Run Time Classes provide an object-oriented data-file parsing capability that supports inheritance and a wide variety of data types. Run time classes can be constructed from input files, or they can be constructed/modified through API calls made by applications. Run time classes can be used to specify object and component structures, which automate the decomposition, construction, and initialization process when starting a simulation.

Motion Library provides a comprehensive suite of motion algorithms, coordinate system transformations, and utility algorithms. Motion algorithms include: great circle, rhumbline, loiter, linear, extrapolated, polynomial, and constant position. Coordinate system transformations include: Earth Central Inertial (ECI), Earth Central Rotating (ECR), Round Earth, and World Geological Survey 84 (WGS84). Utility algorithms include: range finding between two moving objects to determine when objects enter and exit a specified range, and intercept algorithms [25] between moving objects.

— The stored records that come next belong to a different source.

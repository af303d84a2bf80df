//! Controladores
//! 
//! Lógica de negocio por recurso: reglas de estado, propiedad
//! y generación de reportes.

pub mod booking_controller;
pub mod report_controller;
pub mod user_controller;
pub mod vehicle_controller;

pub use booking_controller::BookingController;
pub use report_controller::ReportController;
pub use user_controller::UserController;
pub use vehicle_controller::VehicleController;
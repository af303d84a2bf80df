//! Módulo de base de datos
//! 
//! Maneja la conexión y migraciones de PostgreSQL

pub mod connection;

pub use connection::DatabaseConnection;
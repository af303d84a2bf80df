//! Routers de la API
//! 
//! Cada recurso define su router; `create_app_router` los monta con las
//! capas comunes (trace, CORS, compresión).

pub mod booking_routes;
pub mod report_routes;
pub mod user_routes;
pub mod vehicle_routes;

use axum::{response::Json, routing::get, Router};
use serde_json::json;
use tower_http::{compression::CompressionLayer, trace::TraceLayer};

use crate::middleware::cors_layer;
use crate::state::AppState;

/// Router completo de la aplicación
pub fn create_app_router(state: AppState) -> Router {
    let cors = cors_layer(&state.config);

    Router::new()
        .route("/health", get(health_check))
        .nest("/api/bookings", booking_routes::create_booking_router(state.clone()))
        .nest("/api/admin-reports", report_routes::create_report_router(state.clone()))
        .nest("/api/vehicles", vehicle_routes::create_vehicle_router(state.clone()))
        .merge(user_routes::create_user_router(state.clone()))
        .layer(TraceLayer::new_for_http())
        .layer(CompressionLayer::new())
        .layer(cors)
        .with_state(state)
}

/// Endpoint de salud simple
async fn health_check() -> Json<serde_json::Value> {
    Json(json!({
        "status": "ok",
        "service": "rental-marketplace",
        "timestamp": chrono::Utc::now().to_rfc3339(),
    }))
}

Statistical Algebra Package supports object-oriented operations on distributions [26]. This capability can be used to eliminate modeling based on random numbers. Instead, algebraic expressions can be constructed from statistical variables based on distributions. All of the standard operators and transcendental functions are supported. Most of the popular distributions are built-in including: Gaussian, exponential, flat, beta, Laplace, Rayleigh, and Cauchy. Users may also specify their own distributions.

String Classes of variable-length and fixed length types are provided. An included XDR-string class supports the External Data Representation (XDR) standard.

Error Handling capabilities are similar to the standard UNIX errno mechanism, except that WarpIV includes file name, line number, class, and method names to error messages to help identify error locations in the code. Generic error messages are constructed using familiar ostream operator extensions to the error class.

Hierarchical Grid data structure supports filtering on publishers and subscribers with abstract filter dimensions and multiple resolutions. This data structure is heavily used in the publish/subscribe mechanisms used within WarpIV [27, 28].

Mathematical Services support various mathematical operations on vectors and matrices. Also provides unit conversions, fundamental constants, curve-fitting algorithms, spline fits, and other miscellaneous algorithms.

Stopwatch support for generic timing capabilities includes: use of the system CPU time, a real-time clock, or a user-specified tick increment.

Configuration File Reader supports simple configuration file parameter reading and data extraction. The configuration file reader provides an API to provide default values. File values can be overwritten by environment variables and/or command line arguments.

Comma Delimited Value Parser supports comma separated file formats to facilitate data generation and processing of results with spreadsheets.

Fundamental Data Types define standard data types that promote platform independence. A full set of network-independent data types are provided to allow big and little endian computers to communicate without requiring manual packing and unpacking of network-specific data formats.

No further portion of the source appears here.